Bonjour, je partage très largement vos analyses respectives et il me semble évident que les procédures empêchent le processus . Que ce soit en Conseil de Classe ou dans le travail au long cour avec les élèves, ce que les « autorités administratives » n’arrivent pas à comprendre, ou ne veulent pas admettre,est pourtant simple : les décisions, prises en fin de parcours par des personnes qui sont « juges et partis »,échappant ainsi aux premiers intéressés,agissent comme des repoussoirs initiaux pour beaucoup élèves, rendent illusoires toutes les tentatives d’information et brouillent le travail de Conseil. De fait, si les élèves n’écoutent pas quand on leur parle d’Orientation, c’est qu’ils savent que le « sort est déjà jeté » , que les « dés sont pipés »…Ces décisions, qui dénient le droit de s’essayer dans une formation,laissent planer le doute de l’arbitraire,alimentent la défiance et renforcent la division sociale. Enfin,Il faut bien reconnaitre que le « tenir conseil », ou le « délibérer pour choisir »,n’a jamais réussi à réunir une majorité de COPsy. Je ne sais pas ce qu’il en sera pour les PsyEN, mais je ne suis pas optimiste.

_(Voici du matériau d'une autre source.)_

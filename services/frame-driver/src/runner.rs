//! The per-frame loop: supply time, compute, hand off.

use crate::config::DriverConfig;
use crate::sink::FrameSink;
use anyhow::Context;
use contour_engine::{IsolineEngine, PerlinField};
use std::time::{Duration, Instant};
use tracing::{debug, info};

/// Totals for a completed run.
#[derive(Debug, Clone, PartialEq)]
pub struct RunSummary {
    pub frames: u64,
    pub segments: u64,
    pub elapsed: Duration,
}

impl RunSummary {
    /// Mean wall time per frame.
    pub fn mean_frame_time(&self) -> Duration {
        if self.frames == 0 {
            return Duration::ZERO;
        }
        Duration::from_secs_f64(self.elapsed.as_secs_f64() / self.frames as f64)
    }
}

/// Compute every configured frame and pass each to `sink`.
///
/// Stops at the first failing frame.
pub fn run<S: FrameSink>(config: &DriverConfig, sink: &mut S) -> anyhow::Result<RunSummary> {
    config.validate()?;

    let field = match config.seed {
        Some(seed) => PerlinField::with_seed(seed),
        None => PerlinField::new(),
    };
    let mut engine =
        IsolineEngine::new(field, config.engine.clone()).context("failed to create engine")?;

    info!(
        frames = config.frames,
        rows = config.engine.rows,
        cols = config.engine.cols,
        start_time = config.start_time,
        time_step = config.time_step,
        "Starting frame loop"
    );

    let start = Instant::now();
    let mut segments = 0u64;

    for index in 0..config.frames {
        let t = config.frame_time(index);
        let frame = engine
            .compute_frame(t)
            .with_context(|| format!("frame {} at t={} failed", index, t))?;

        segments += frame.segment_count() as u64;
        sink.write_frame(index, &frame)?;
        debug!(frame = index, "Handed off frame");
    }

    sink.finish()?;

    let summary = RunSummary {
        frames: config.frames,
        segments,
        elapsed: start.elapsed(),
    };

    info!(
        frames = summary.frames,
        segments = summary.segments,
        elapsed_ms = summary.elapsed.as_millis() as u64,
        mean_frame_us = summary.mean_frame_time().as_micros() as u64,
        "Frame loop complete"
    );

    Ok(summary)
}
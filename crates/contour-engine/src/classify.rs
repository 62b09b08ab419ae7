//! Cell classification against the zero threshold.
//!
//! Each corner contributes one bit: bottom-left = 1, bottom-right = 2,
//! top-right = 4, top-left = 8. A corner is "inside" only when strictly
//! greater than zero, so a value of exactly 0.0 counts as outside.

use std::fmt;

/// The iso-threshold. Fixed; contours are always extracted at zero.
pub const THRESHOLD: f32 = 0.0;

/// Whether a corner value is on the inside of the threshold.
#[inline(always)]
pub fn is_inside(value: f32) -> bool {
    value > THRESHOLD
}

/// One of the 16 marching squares topologies.
#[derive(Debug, Clone, Copy, PartialEq, Eq, Hash, PartialOrd, Ord)]
pub struct CellCase(u8);

impl CellCase {
    /// All corners outside.
    pub const EMPTY: CellCase = CellCase(0);
    /// All corners inside.
    pub const FULL: CellCase = CellCase(15);

    /// Build a case from its index. Returns `None` above 15.
    pub fn new(index: u8) -> Option<Self> {
        (index < 16).then_some(Self(index))
    }

    /// The case index in `0..16`.
    #[inline(always)]
    pub fn index(self) -> usize {
        self.0 as usize
    }

    /// The case with every corner flipped (1 <-> 14, 5 <-> 10, ...).
    pub fn complement(self) -> Self {
        Self(!self.0 & 0x0F)
    }

    /// Saddle configurations: diagonal corners agree, adjacent ones differ.
    pub fn is_ambiguous(self) -> bool {
        self.0 == 5 || self.0 == 10
    }

    /// Cases with no crossing at all.
    pub fn is_uniform(self) -> bool {
        self == Self::EMPTY || self == Self::FULL
    }

    /// Iterate all 16 cases in index order.
    pub fn all() -> impl Iterator<Item = CellCase> {
        (0u8..16).map(CellCase)
    }
}

impl fmt::Display for CellCase {
    fn fmt(&self, f: &mut fmt::Formatter<'_>) -> fmt::Result {
        write!(f, "case {}", self.0)
    }
}

/// Classify a cell from its corner values.
#[inline]
pub fn classify(bl: f32, br: f32, tr: f32, tl: f32) -> CellCase {
    CellCase(
        is_inside(bl) as u8
            | (is_inside(br) as u8) << 1
            | (is_inside(tr) as u8) << 2
            | (is_inside(tl) as u8) << 3,
    )
}
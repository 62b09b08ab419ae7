//! Isoline extraction for time-varying 2D scalar fields.
//!
//! Implements marching squares over a regular grid at a fixed threshold of
//! zero:
//! - Field sampling onto grid vertices
//! - 4-bit cell classification
//! - Edge-crossing lookup, including the two saddle cases
//! - Linear root interpolation along cell edges
//!
//! # Pipeline
//!
//! ```text
//! time t
//!   │
//!   ▼
//! FieldSampler::sample_into   ──► Grid (rows+1 × cols+1 SamplePoints)
//!   │
//!   ▼
//! ContourBuilder::build_into  ──► Vec<Point> line-list
//!   │
//!   ▼
//! renderer (external)
//! ```
//!
//! # Example
//!
//! ```
//! use contour_engine::{EngineConfig, IsolineEngine, PerlinField};
//!
//! let mut engine = IsolineEngine::new(PerlinField::new(), EngineConfig::default())?;
//! let frame = engine.compute_frame(0.5)?;
//! assert_eq!(frame.vertices.len(), 41 * 41);
//! assert_eq!(frame.isolines.len() % 2, 0);
//! # Ok::<(), contour_engine::ContourError>(())
//! ```

pub mod classify;
pub mod config;
pub mod contour;
pub mod edge_table;
pub mod engine;
pub mod error;
pub mod field;
pub mod interpolate;
pub mod noise;
pub mod types;

// Re-export commonly used types at crate root
pub use classify::{classify, CellCase};
pub use config::EngineConfig;
pub use contour::{march_squares, ContourBuilder};
pub use edge_table::{edge_position, edges_for, AmbiguousResolution, Edge, EdgePair};
pub use engine::{Frame, IsolineEngine};
pub use error::{ContourError, Result};
pub use field::{Cell, FieldSampler, Grid, ScalarField};
pub use interpolate::{interpolate_x, interpolate_y, lerp_root, InterpolationMode};
pub use noise::PerlinField;
pub use types::{segments, Point, SamplePoint, Segment};
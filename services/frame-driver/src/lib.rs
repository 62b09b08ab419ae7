//! Headless frame driver for the isoline engine.
//!
//! This crate provides the pieces behind the `frame-driver` binary:
//! - YAML driver configuration with CLI overrides
//! - Frame sinks (JSON lines, log summary)
//! - The frame loop itself

pub mod config;
pub mod runner;
pub mod sink;

pub use config::DriverConfig;
pub use runner::{run, RunSummary};
pub use sink::{FrameRecord, FrameSink, JsonLinesSink, SummarySink};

PS: Je prépare un texte sur « la permanence de l’EMPREINTE scolaire » ..Pour Septembre j’espère.
Bien à vous . Jeanmarie
Délibérer « pour agir », et non nécessairement « pour choisir ».
On ne saurait en effet limiter ni le conseil ni l’orientation à la prise de décision (ou de « non décision », qui est encore, au fond, une forme de décision). Le mot latin « consilium », d’où vient « conseil », n’exprime « résolution, plan, mesure, dessein, projet » qu’en conséquence de, qu’après sa première acception : « délibération avec autrui ou avec soi-même », « conseil, assemblée ». Et encore plus intéressant, « consilium » dit aussi « sagesse dans les délibérations, les résolutions, les conseils, réflexion, prudence, habileté ».
https://www.lexilogos.com/latin/gaffiot.php?p=405
La compétence, la capacité à tenir conseil et à délibérer pour agir, individuellement (réflexivité) et collectivement, est un savoir-faire et un savoir être qui intègre l’école, mais la dépasse. Il s’agit bel et bien d’un enjeu éducatif, professionnel, éthique et démocratique.
Les psychologues devraient avoir un rôle essentiel en la matière. Rien ne sert d’opposer la dialogique de l’entretien duel à la dialectique du conseil collectif : elles sont liées. Notamment en s’appuyant sur les collectifs signifiants et les petits groupes.
Je vous lis et tout m’intéresse, tout me passionne et même m’enthousiasme dans toutes ces idées qui mises les unes à côté des autres montrent une capacité à penser ce qui pourrait être le bien orienter… On verra tout de suite s’insinuer mon côté platonicien qui ne demande qu’à s’exprimer quand l’occasion lui en est donnée. Je parle là du bien, du bon et du beau… à cause de la sagesse des délibérations nécessaires pour pour que l’action des uns et des autres se fasse pour le meilleur et pas pour le pire.
Y croire ou ne pas y croire? Espérer ou désespérer ? Etre optimiste ou pessimiste?
C’est à chaque fois, mettre dans l’ailleurs ou le lendemain, un mieux.
Et l’être d’aujourd’hui ? L’être de l’orientation, qu’il soit fait de processus ou de procédures que l’un fasse l’autre ou que les autres fassent l’un, de quoi est-il fait ? Quelle est sa nature ?
Et bien, elle est faite de différenciation et donc de sélection.Un concept tabou en France. Qu’on ne prononce pas ce mot, la France sera dans la rue.
Mes chers amis, demandons nous pourtant comment l’être de la sélection produit les procédures et engendre les processus tels qu’ils sont aujourd’hui.
Qu’est-ce qui est à l’oeuvre ? Qui est à l’oeuvre, peut être à son corps défendant ? Si l’on tire la ficelle par le bon bout de la sélection, on comprend que la question de l’information est dérisoire et même que l’éducation des choix, qui m’est chère est presque anecdotique, je le concède, même si quand je suis optimiste, j’y crois. Et le conseil dans ça. Un bon conseil, ne le suivez pas.